### Exercise:
Below are records; count the lines that hold the string "InvalidData" and give only the count.

### Data provided:

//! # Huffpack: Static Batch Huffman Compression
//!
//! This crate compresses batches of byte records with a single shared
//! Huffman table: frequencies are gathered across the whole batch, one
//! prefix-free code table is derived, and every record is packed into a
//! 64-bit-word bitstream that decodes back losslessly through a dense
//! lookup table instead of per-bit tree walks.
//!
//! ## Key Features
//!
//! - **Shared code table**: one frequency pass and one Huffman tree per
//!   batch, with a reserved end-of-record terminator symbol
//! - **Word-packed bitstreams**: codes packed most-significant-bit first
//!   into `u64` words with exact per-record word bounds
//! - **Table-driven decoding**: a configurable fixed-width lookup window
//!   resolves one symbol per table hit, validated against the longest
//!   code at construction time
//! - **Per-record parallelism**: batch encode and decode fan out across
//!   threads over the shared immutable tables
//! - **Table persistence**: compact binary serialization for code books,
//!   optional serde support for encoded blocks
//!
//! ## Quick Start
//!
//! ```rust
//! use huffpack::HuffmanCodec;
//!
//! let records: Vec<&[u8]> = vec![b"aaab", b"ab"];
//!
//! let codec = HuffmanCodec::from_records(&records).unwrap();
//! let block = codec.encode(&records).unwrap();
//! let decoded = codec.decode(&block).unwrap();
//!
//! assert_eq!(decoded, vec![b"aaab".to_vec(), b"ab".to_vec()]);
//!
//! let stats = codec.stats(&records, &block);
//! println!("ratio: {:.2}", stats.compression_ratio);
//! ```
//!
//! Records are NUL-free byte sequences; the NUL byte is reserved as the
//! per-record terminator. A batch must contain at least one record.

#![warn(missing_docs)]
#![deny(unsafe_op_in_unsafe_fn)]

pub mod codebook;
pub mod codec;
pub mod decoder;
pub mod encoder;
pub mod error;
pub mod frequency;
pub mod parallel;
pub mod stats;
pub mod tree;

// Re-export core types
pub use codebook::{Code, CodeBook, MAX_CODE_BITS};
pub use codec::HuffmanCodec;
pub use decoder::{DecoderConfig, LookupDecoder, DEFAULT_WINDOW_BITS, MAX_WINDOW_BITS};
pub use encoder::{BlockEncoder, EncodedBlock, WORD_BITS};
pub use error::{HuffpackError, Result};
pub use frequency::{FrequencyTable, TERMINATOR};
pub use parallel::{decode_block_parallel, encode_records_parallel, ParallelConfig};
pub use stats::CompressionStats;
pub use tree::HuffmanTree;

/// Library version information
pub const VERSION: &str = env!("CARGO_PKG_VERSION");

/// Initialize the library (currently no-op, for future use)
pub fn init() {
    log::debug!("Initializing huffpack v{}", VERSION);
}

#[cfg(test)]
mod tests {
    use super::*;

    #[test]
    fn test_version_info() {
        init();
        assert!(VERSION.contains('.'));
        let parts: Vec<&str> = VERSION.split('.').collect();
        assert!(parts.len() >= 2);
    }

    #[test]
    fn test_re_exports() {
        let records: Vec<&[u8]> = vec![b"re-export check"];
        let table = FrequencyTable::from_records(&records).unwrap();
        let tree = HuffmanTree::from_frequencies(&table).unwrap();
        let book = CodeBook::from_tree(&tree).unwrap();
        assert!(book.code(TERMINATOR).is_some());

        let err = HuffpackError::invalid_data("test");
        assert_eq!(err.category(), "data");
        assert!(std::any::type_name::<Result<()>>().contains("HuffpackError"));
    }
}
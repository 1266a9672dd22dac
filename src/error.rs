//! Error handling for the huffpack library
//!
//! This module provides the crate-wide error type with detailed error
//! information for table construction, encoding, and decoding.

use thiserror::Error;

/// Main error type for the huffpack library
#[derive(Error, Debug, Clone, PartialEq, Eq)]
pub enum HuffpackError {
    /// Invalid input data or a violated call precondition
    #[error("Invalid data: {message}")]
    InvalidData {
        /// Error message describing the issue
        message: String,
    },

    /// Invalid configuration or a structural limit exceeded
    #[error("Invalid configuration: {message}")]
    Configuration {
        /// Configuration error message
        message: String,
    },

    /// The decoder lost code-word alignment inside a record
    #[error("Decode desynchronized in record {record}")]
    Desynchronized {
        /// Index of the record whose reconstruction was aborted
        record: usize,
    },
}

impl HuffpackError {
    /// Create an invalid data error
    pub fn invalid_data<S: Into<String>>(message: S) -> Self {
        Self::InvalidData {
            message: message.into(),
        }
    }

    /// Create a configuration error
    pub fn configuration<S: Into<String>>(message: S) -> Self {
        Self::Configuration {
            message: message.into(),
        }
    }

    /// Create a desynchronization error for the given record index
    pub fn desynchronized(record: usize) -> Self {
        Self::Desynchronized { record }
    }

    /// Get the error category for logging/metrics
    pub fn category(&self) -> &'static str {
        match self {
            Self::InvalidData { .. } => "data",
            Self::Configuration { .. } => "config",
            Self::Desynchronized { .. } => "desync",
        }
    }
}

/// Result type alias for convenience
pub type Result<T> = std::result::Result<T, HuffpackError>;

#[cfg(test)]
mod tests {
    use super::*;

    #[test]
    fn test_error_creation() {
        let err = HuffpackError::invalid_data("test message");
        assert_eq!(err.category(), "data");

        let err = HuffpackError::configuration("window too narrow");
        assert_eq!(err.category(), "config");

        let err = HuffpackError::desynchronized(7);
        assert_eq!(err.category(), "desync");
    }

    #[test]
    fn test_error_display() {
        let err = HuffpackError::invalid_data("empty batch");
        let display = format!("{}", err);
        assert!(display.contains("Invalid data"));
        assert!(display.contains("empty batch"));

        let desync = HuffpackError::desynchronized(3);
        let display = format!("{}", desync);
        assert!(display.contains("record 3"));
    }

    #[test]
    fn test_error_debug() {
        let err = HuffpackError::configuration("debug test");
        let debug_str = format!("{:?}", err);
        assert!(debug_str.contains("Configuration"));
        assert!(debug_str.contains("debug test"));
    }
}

### Result for this exercise:
3